Now, let's start dealing with some of the misinformation above — and there is quite a lot of it to deal with!
Bill is quite right in saying that Cyrix was always a fabless manufacturer, more or less, but both Bill and the usually well-informed iGary get the details pretty compregensively garballed.
There were essentially three stages to the Cyrix fabbing arrangements.
The maths co-pros, the 486SLC and the 486DLC were fabbed by Texas Instruments, and also (I think) by SGS-Thompson. TI were certainly the main source. They were pretty much all sold with a Cyrix badge.

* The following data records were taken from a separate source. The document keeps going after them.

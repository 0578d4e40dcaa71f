//! Orchestrator/CIO outer loop (§4.10, optional): a slow supervisory task
//! that watches per-agent win rate and PnL and issues bounded interventions.
//!
//! Grounded on the teacher's `src/agents/feedback_loop.rs` (per-agent
//! performance records, mutation/kill eligibility derived from a rolling
//! trade window) and `src/agents/god_kernel.rs`'s evolution-event logging,
//! narrowed to the four interventions this system actually defines: `Tune`,
//! `Boost`, `Cooldown`, `Revert`.

use std::collections::HashMap;
use std::sync::Arc;

use serde::{Deserialize, Serialize};
use tokio::time::{interval, Duration};
use tracing::info;

use crate::agents::population::AgentPopulation;
use crate::agents::AgentState;

const INTERVENTION_INTERVAL: Duration = Duration::from_secs(300);

#[derive(Debug, Clone, PartialEq, Serialize, Deserialize)]
pub enum Intervention {
    /// Adjusts `max_leverage_limit` and `risk_tolerance`, leverage clamped
    /// to [1, 50].
    Tune { max_leverage_limit: f64, risk_tolerance: f64 },
    /// Loosens the confidence threshold toward more frequent trading.
    Boost,
    /// Tightens the confidence threshold and shrinks leverage after a
    /// losing streak.
    Cooldown,
    /// Undoes the previous intervention's effect, restoring the prior
    /// baseline values.
    Revert,
}

impl Intervention {
    fn as_feedback(&self) -> String {
        match self {
            Intervention::Tune { max_leverage_limit, risk_tolerance } => {
                format!("tuned: max_leverage_limit={max_leverage_limit:.1}, risk_tolerance={risk_tolerance:.2}")
            }
            Intervention::Boost => "boosted: confidence threshold loosened".to_string(),
            Intervention::Cooldown => "cooldown: confidence threshold tightened, leverage reduced".to_string(),
            Intervention::Revert => "reverted to prior baseline".to_string(),
        }
    }
}

#[derive(Debug, Clone)]
struct Baseline {
    max_leverage_limit: f64,
    risk_tolerance: f64,
    confidence_threshold: f64,
}

/// Owns one snapshot of "did the last intervention help" per agent, and the
/// pre-intervention baseline a `Revert` restores.
pub struct CioLoop {
    cooldown_pnl_threshold: f64,
    boost_win_rate_threshold: f64,
    baselines: HashMap<String, Baseline>,
    last_pnl: HashMap<String, f64>,
}

impl CioLoop {
    pub fn new() -> Self {
        Self { cooldown_pnl_threshold: -5.0, boost_win_rate_threshold: 0.65, baselines: HashMap::new(), last_pnl: HashMap::new() }
    }

    pub async fn run(&mut self, population: Arc<tokio::sync::RwLock<AgentPopulation>>) {
        let mut ticker = interval(INTERVENTION_INTERVAL);
        loop {
            ticker.tick().await;
            self.tick(&population).await;
        }
    }

    /// One supervisory pass: decide and apply an intervention per agent,
    /// based on whether the prior intervention's feedback (the PnL delta
    /// since it was issued) looks like it helped.
    pub async fn tick(&mut self, population: &tokio::sync::RwLock<AgentPopulation>) {
        let ids = population.read().await.ids();
        for id in ids {
            let mut pop = population.write().await;
            let Some(agent) = pop.get_mut(&id) else { continue };
            let state = agent.stats_mut();
            let decision = self.decide(state);
            if let Some(intervention) = decision {
                self.apply(state, &intervention);
                info!(agent_id = %state.id, intervention = ?intervention, "CIO intervention applied");
            }
            self.last_pnl.insert(id, state.total_pnl);
        }
    }

    fn decide(&self, state: &AgentState) -> Option<Intervention> {
        if state.total_trades < 5 {
            return None;
        }

        let prior_pnl = self.last_pnl.get(&state.id).copied().unwrap_or(state.total_pnl);
        let helped = state.total_pnl > prior_pnl;

        if let Some(last) = &state.last_intervention {
            if last.starts_with("cooldown") && !helped {
                return Some(Intervention::Revert);
            }
            if last.starts_with("boosted") && !helped {
                return Some(Intervention::Revert);
            }
        }

        if state.total_pnl <= self.cooldown_pnl_threshold {
            return Some(Intervention::Cooldown);
        }
        if state.win_rate() >= self.boost_win_rate_threshold && state.total_pnl > 0.0 {
            return Some(Intervention::Boost);
        }
        None
    }

    fn apply(&mut self, state: &mut AgentState, intervention: &Intervention) {
        self.baselines.entry(state.id.clone()).or_insert_with(|| Baseline {
            max_leverage_limit: state.max_leverage_limit,
            risk_tolerance: state.risk_tolerance,
            confidence_threshold: state.adaptive_params.confidence_threshold,
        });

        match intervention {
            Intervention::Tune { max_leverage_limit, risk_tolerance } => {
                state.max_leverage_limit = max_leverage_limit.clamp(1.0, 50.0);
                state.risk_tolerance = risk_tolerance.clamp(0.0, 1.0);
            }
            Intervention::Boost => {
                state.adaptive_params.confidence_threshold = (state.adaptive_params.confidence_threshold - 0.05).max(0.55);
                state.max_leverage_limit = (state.max_leverage_limit * 1.1).clamp(1.0, 50.0);
            }
            Intervention::Cooldown => {
                state.adaptive_params.confidence_threshold = (state.adaptive_params.confidence_threshold + 0.1).min(0.90);
                state.max_leverage_limit = (state.max_leverage_limit * 0.5).clamp(1.0, 50.0);
            }
            Intervention::Revert => {
                if let Some(baseline) = self.baselines.get(&state.id) {
                    state.max_leverage_limit = baseline.max_leverage_limit;
                    state.risk_tolerance = baseline.risk_tolerance;
                    state.adaptive_params.confidence_threshold = baseline.confidence_threshold;
                }
            }
        }

        state.last_intervention = Some(intervention.as_feedback());
    }
}

impl Default for CioLoop {
    fn default() -> Self {
        Self::new()
    }
}

#[cfg(test)]
mod tests {
    use super::*;
    use crate::agents::{Personality, Specialization};

    fn losing_state() -> AgentState {
        let mut s = AgentState::new("a1", Specialization::Technical, Personality::Analytical);
        s.total_trades = 10;
        s.wins = 2;
        s.total_pnl = -6.0;
        s
    }

    #[test]
    fn cooldown_triggers_on_heavy_loss_and_reduces_leverage() {
        let mut cio = CioLoop::new();
        let mut state = losing_state();
        let decision = cio.decide(&state).unwrap();
        assert_eq!(decision, Intervention::Cooldown);
        cio.apply(&mut state, &decision);
        assert!(state.max_leverage_limit < 10.0);
        assert!(state.last_intervention.as_deref().unwrap().starts_with("cooldown"));
    }

    #[test]
    fn boost_triggers_on_strong_win_rate() {
        let mut cio = CioLoop::new();
        let mut state = AgentState::new("a1", Specialization::Technical, Personality::Analytical);
        state.total_trades = 10;
        state.wins = 8;
        state.total_pnl = 12.0;
        let decision = cio.decide(&state).unwrap();
        assert_eq!(decision, Intervention::Boost);
    }

    #[test]
    fn revert_undoes_cooldown_when_it_did_not_help() {
        let mut cio = CioLoop::new();
        let mut state = losing_state();
        let baseline_leverage = state.max_leverage_limit;
        cio.apply(&mut state, &Intervention::Cooldown);
        cio.last_pnl.insert(state.id.clone(), state.total_pnl);
        let decision = cio.decide(&state).unwrap();
        assert_eq!(decision, Intervention::Revert);
        cio.apply(&mut state, &decision);
        assert_eq!(state.max_leverage_limit, baseline_leverage);
    }

    #[test]
    fn leverage_tune_is_clamped_to_one_fifty() {
        let mut cio = CioLoop::new();
        let mut state = AgentState::new("a1", Specialization::Technical, Personality::Analytical);
        cio.apply(&mut state, &Intervention::Tune { max_leverage_limit: 500.0, risk_tolerance: 2.0 });
        assert_eq!(state.max_leverage_limit, 50.0);
        assert_eq!(state.risk_tolerance, 1.0);
    }
}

The 486DX/2, 486DX/4, 5x86, and 6x86 Classic were
mostly but not exclusively fabbed by IBM. The IBM-made chips were sold under both brands (IBM and Cyrix) in roughly equal numbers. And yes, Bill, there was a no-money-changes-hands arrangement which meant that for at least some of the several contracts, IBM got paid in kind: Big Blue got to keep half the finished parts. But there were various different contracts with different terms, the details of which I don't know.
By no means all of the Cyrix chips of this era were IBM fabbed, however. Somewhere at home I have a 486DX/2-80 colorfully marked with the Texas Instruments name, and I assume (but don't know for sure) that it was manufactured by TI. More significantly, SGS-Thompson also made Cyrix-designed parts, notably the 6x86 Classic. This may or may not have been sold with a Cyrix badge, but the SGS-Thompson branded and manufactured 6x86-166 sold in reasonable numbers late in the market life of the various 166 classic CPUs - i.e., the 6x86-166, Pentium Classic 166, and K5-166. These were all replaced quite soon afterwards by the Pentium MMX 166, 6x86 Classic 200, and K6-166. The 6x86MX came along a few months later.
The 6x86MX began in the same mould: Cyrix design, IBM manufacture, sold both ways. This applied to the 166, 200, and 233. I don't believe that anyone else except IBM fabbed these parts.
But starting with the 266, things changed. For starters, the original release of the 83MHz bus 6x86MX-266 was, for the first time, not shared equally between the two companies.
LiamC said:
IBM avoided the 83MHz bus chips and opted for another 0.5 multiplier @75MHz to get the same PR rating--> Cyrix would offer 2 x 83 = 166MHz PR200 whilst IBM would offer 2.5 x 75 = 187MHz PR 200.
Wrong. IBM wanted to release the part, but Cyrix didn't believe it was stable enough yet. So IBM released it, Cyrix stayed with 233. Cyrix were right, IBM were wrong. The part was very quick (by the standards of the day) but a very tricky damn thing to get right. (83MHz was an absolute bastard of a bus speed.) The manufacturing, once again, was all IBM. Cyrix did release a 266 (renamed M-II 266) a couple of months later, but sold only a handful of them as by that time the (vastly improved) 300 part was where the action was.
The 6x86/M-II 300 was the last of the great Cyrix chips. For the first time in Cyrix's history, their PR rating was way too optimistic - the 300 was barely PR-266 - but (unlike the 266) it was simplicity itself to work with, as reliable as sunrise, and priced like a PR-200. This last of the traditional knock-down, drag-out Cyrix bargain parts was manufactured by IBM to begin with, but then by National Semiconductor as well. Eventually, all M-II production was on the National Semiconductor fabs. By this time, Cyrix had been under a new management team for quite some time, and was headed up by an ex-Compaq CEO with a strictly sales background. This was a significant change, it saw good sales growth, but staff morale plummeting and the brightest stars on the design team leaving for greener pastures. So the last of the old-school Cyrix products was selling well, but there was nothing workable by way of new parts in the pipeline. They got up to the 333 .... and stayed there .... forever.
After that, there was nothing except promises. National Semiconductor was an absolute disaster for Cyrix. No continuity, no sense of direction, no new product: before too long there was no design team either. NatSemi made a handful of M-II 366 parts, and then degenerated into an organisation barely capable of making a press release.
It was a very sad day for the industry. Cyrix brought PC prices down further and faster than any other company before or since. Cyrix was also the first company in two decades to produce a desktop CPU faster than Intel's best. That alone was a huge achievement. It would not be matched again until the K6-233, which only held the speed crown for 6 weeks and was in any case a tricky damn thing at the best of times, then the K6-3/450, which had a similarly short life as the fastest desktop chip on the planet. The 6x86-200, in contrast, was the fastest thing money could buy for six straight months. It wasn't until the Athlon arrived in 1999 that a longer-lasting challenge to the former monopolist would succeed.